» Goal of the exercise
Look below for lines that hold the string "ReceiverStatus" and copy each one.

Saved data entries
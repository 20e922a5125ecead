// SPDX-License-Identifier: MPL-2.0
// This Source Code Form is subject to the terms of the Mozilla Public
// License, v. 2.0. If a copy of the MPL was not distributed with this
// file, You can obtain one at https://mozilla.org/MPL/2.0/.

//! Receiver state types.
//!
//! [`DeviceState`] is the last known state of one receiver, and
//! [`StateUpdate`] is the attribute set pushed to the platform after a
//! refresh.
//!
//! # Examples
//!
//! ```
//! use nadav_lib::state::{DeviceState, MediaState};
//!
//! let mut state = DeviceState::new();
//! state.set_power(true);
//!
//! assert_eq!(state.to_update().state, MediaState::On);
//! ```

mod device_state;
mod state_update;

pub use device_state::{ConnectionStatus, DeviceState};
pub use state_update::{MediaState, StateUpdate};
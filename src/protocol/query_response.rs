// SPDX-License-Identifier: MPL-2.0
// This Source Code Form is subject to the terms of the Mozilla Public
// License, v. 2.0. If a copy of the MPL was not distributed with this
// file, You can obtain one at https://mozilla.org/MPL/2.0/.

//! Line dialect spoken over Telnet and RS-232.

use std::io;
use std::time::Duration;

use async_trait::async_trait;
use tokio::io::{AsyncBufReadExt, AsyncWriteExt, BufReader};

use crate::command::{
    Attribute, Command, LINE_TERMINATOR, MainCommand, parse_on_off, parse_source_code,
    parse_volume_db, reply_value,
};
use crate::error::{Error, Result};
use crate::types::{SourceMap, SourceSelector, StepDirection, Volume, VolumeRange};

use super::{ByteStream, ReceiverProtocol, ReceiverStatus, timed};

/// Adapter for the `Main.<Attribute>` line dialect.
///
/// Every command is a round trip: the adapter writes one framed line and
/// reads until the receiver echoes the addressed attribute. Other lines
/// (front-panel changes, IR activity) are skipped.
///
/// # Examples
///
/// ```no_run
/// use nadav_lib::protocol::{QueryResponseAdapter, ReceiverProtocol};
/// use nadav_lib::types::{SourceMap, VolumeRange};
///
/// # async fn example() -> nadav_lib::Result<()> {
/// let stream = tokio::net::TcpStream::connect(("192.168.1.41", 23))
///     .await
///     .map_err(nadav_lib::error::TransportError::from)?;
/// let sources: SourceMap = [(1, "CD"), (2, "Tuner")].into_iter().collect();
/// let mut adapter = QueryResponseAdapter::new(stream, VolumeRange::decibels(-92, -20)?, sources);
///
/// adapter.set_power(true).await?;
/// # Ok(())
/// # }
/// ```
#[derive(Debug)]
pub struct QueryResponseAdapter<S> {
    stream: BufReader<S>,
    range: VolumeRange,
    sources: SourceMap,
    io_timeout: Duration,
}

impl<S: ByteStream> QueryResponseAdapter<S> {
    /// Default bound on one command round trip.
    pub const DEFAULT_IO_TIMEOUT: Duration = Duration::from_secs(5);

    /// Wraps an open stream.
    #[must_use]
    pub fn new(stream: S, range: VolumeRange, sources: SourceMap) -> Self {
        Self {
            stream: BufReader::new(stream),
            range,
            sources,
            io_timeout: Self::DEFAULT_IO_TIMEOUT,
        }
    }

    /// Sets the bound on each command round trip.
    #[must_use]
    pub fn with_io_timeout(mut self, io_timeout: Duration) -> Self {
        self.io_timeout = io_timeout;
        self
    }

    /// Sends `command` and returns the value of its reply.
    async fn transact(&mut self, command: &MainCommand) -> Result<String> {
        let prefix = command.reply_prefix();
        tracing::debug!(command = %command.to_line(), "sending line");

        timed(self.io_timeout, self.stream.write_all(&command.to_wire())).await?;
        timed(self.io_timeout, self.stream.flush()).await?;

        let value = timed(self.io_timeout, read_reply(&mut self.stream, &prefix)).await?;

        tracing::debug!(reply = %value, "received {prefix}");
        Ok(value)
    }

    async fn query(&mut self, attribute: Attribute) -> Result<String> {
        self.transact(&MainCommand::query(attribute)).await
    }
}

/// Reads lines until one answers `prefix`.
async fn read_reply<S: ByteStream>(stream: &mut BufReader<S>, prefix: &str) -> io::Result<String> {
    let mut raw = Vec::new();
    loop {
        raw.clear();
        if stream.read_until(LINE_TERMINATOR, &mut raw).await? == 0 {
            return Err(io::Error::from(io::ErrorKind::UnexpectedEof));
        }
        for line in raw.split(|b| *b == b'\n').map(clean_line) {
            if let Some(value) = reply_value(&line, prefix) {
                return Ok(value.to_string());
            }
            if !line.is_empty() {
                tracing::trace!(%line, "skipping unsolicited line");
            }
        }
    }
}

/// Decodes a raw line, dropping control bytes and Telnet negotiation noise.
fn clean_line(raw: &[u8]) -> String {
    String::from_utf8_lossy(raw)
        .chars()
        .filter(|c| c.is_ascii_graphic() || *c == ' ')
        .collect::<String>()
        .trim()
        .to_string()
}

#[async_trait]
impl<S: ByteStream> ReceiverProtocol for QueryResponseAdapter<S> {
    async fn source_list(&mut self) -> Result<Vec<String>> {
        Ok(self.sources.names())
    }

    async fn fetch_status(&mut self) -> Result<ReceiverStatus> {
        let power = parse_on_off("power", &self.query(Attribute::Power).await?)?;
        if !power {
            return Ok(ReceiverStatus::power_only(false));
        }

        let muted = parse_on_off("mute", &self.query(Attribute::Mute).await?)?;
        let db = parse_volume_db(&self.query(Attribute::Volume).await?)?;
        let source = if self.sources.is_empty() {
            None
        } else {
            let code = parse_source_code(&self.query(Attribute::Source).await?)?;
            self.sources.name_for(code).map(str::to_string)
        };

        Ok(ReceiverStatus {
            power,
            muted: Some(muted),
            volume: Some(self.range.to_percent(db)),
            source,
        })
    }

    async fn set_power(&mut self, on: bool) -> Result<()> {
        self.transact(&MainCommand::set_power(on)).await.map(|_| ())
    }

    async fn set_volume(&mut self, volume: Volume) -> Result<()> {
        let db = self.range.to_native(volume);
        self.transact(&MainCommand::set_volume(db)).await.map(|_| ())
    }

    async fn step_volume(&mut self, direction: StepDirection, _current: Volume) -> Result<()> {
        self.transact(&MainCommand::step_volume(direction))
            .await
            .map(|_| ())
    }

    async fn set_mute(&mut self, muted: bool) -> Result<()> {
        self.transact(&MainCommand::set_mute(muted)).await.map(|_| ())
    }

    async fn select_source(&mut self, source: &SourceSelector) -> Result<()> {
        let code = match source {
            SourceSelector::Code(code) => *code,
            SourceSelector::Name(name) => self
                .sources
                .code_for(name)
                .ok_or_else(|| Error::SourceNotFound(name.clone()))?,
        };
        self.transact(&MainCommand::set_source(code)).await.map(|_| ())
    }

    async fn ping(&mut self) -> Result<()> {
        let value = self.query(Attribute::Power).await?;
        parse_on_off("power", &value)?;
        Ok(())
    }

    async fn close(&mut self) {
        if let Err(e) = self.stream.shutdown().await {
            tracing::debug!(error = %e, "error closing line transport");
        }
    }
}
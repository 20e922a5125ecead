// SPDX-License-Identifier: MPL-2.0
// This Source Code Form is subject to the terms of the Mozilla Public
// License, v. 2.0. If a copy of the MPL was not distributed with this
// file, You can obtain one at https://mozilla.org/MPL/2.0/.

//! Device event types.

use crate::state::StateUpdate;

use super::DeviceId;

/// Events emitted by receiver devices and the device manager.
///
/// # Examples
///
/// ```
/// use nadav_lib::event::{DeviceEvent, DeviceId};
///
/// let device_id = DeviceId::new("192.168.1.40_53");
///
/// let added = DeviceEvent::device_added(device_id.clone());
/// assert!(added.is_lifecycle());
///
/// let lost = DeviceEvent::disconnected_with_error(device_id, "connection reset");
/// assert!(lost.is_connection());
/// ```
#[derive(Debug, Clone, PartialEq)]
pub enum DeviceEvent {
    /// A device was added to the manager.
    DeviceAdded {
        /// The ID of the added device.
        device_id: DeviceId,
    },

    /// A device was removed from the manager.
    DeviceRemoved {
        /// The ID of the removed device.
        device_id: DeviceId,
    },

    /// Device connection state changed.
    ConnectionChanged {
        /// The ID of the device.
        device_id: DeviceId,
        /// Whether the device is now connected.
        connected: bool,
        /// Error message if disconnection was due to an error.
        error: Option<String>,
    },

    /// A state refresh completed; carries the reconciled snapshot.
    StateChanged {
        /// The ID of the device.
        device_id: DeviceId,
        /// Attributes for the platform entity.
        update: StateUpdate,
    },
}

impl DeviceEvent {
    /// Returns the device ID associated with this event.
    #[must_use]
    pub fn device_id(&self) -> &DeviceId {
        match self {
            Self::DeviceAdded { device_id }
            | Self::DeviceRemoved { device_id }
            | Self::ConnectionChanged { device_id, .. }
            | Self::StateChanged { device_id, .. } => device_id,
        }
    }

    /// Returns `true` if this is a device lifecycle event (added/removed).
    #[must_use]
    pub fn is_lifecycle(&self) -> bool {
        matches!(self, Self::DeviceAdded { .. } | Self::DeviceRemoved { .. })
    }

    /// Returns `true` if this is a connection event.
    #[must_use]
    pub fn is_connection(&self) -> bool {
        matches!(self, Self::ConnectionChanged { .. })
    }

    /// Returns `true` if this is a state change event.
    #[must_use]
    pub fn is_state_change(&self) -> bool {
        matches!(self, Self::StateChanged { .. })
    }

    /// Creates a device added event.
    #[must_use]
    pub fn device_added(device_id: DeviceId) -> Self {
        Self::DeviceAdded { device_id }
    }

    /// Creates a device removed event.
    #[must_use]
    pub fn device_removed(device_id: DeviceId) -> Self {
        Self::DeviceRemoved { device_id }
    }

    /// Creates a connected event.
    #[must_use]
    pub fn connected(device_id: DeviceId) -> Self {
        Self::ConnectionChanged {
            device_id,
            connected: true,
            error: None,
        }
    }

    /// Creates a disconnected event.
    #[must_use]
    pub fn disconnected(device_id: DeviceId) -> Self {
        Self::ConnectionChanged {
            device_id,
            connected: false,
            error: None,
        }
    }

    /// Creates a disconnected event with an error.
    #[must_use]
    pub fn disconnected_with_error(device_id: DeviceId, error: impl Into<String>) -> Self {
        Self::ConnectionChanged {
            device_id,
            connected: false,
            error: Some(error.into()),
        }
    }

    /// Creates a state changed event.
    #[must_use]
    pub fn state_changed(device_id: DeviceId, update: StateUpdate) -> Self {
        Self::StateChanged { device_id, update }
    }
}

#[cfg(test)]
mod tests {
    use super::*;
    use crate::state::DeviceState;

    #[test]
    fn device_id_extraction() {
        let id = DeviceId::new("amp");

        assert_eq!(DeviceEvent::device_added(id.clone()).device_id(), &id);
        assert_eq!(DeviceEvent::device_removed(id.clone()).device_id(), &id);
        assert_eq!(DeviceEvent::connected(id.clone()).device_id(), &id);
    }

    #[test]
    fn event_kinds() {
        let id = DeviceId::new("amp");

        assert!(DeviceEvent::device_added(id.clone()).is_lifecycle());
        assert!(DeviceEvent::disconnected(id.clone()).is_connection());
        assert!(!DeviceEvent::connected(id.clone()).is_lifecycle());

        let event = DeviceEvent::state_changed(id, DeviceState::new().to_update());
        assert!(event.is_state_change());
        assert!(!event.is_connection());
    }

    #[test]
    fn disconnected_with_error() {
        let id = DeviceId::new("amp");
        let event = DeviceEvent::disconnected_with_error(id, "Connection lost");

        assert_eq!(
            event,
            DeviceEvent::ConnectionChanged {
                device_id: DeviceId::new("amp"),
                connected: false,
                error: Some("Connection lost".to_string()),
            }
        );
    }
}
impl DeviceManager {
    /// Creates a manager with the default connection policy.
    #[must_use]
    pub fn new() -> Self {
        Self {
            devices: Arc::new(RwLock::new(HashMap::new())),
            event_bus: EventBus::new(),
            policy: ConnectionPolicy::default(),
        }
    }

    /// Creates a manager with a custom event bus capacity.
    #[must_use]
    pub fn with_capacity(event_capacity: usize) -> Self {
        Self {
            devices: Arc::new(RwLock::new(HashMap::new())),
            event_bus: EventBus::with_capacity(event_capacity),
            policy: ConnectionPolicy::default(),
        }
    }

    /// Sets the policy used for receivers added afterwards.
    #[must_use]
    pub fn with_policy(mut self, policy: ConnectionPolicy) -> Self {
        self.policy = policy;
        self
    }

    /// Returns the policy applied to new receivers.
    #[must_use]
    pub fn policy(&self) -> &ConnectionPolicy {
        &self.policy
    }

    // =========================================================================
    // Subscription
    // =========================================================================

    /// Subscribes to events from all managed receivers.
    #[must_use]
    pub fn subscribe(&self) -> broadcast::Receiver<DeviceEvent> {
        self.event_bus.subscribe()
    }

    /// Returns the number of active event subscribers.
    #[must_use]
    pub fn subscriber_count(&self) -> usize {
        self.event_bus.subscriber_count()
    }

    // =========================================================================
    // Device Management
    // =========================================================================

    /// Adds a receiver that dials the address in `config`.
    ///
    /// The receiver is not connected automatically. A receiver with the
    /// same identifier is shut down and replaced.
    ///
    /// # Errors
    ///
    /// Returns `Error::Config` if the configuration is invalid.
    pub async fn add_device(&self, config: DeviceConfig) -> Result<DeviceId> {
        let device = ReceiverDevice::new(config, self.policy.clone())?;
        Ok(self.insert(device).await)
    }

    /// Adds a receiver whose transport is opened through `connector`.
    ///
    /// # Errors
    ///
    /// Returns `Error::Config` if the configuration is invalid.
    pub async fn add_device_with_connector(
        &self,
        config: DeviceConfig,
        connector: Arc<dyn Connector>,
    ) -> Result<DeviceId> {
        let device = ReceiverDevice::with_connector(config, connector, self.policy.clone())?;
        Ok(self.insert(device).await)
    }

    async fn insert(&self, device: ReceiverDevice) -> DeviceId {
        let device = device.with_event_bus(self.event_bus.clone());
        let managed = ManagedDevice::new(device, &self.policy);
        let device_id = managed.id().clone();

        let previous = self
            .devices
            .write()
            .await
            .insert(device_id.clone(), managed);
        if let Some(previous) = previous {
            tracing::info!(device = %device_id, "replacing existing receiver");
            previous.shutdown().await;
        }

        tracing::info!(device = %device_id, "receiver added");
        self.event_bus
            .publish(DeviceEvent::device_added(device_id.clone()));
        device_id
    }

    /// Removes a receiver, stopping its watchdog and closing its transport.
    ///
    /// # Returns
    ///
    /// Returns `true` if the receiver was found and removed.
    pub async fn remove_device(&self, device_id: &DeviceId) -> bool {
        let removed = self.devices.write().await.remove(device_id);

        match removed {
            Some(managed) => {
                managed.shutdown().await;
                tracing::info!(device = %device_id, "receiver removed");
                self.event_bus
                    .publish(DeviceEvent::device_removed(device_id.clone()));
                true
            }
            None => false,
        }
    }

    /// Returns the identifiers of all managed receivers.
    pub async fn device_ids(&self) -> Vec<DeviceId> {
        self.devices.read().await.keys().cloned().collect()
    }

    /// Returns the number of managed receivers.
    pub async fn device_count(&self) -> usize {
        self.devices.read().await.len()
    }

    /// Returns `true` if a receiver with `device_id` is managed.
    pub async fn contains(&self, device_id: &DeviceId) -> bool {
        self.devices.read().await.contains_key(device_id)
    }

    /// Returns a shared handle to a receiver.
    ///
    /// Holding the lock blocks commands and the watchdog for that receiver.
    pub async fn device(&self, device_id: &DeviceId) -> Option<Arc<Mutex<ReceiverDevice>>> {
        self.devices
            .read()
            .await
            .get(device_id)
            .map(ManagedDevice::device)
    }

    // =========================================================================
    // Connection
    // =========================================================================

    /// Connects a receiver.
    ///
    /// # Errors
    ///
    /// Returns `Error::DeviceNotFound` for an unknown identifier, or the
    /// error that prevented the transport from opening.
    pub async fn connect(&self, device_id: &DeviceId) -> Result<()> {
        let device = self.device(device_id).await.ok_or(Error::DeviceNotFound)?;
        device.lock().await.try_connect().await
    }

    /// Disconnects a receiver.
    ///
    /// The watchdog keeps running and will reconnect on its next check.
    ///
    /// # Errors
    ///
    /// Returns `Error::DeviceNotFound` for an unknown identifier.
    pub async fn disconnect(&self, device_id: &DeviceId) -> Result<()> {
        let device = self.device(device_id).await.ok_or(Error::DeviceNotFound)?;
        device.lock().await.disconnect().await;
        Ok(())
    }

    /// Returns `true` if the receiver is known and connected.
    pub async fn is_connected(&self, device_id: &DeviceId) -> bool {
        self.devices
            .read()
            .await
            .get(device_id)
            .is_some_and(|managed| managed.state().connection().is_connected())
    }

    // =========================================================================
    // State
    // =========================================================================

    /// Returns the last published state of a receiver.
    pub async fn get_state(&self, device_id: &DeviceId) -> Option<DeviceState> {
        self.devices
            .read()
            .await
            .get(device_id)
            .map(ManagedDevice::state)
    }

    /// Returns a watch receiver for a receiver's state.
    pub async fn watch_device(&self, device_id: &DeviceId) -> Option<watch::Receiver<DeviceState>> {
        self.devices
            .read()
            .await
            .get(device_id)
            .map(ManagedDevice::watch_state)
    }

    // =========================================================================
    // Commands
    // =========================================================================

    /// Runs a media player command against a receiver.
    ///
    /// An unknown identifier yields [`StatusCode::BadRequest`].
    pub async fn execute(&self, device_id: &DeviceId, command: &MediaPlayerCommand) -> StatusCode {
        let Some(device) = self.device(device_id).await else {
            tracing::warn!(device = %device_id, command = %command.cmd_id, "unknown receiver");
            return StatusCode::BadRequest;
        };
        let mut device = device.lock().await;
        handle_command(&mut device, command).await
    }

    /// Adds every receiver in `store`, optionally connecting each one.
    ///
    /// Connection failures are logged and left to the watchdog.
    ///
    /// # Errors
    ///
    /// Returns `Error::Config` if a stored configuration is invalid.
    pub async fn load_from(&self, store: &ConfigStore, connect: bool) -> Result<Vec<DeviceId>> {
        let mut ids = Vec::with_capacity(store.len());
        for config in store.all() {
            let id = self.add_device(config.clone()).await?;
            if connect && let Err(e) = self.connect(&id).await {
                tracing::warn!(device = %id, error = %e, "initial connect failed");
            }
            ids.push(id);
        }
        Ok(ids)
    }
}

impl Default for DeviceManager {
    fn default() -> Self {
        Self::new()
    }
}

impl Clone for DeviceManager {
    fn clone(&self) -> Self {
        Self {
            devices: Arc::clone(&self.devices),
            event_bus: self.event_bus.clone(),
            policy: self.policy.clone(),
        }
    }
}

» Result below
use super::{ByteStream, ReceiverProtocol, ReceiverStatus, timed};
    async fn fetch_status(&mut self) -> Result<ReceiverStatus> {
            return Ok(ReceiverStatus::power_only(false));
        Ok(ReceiverStatus {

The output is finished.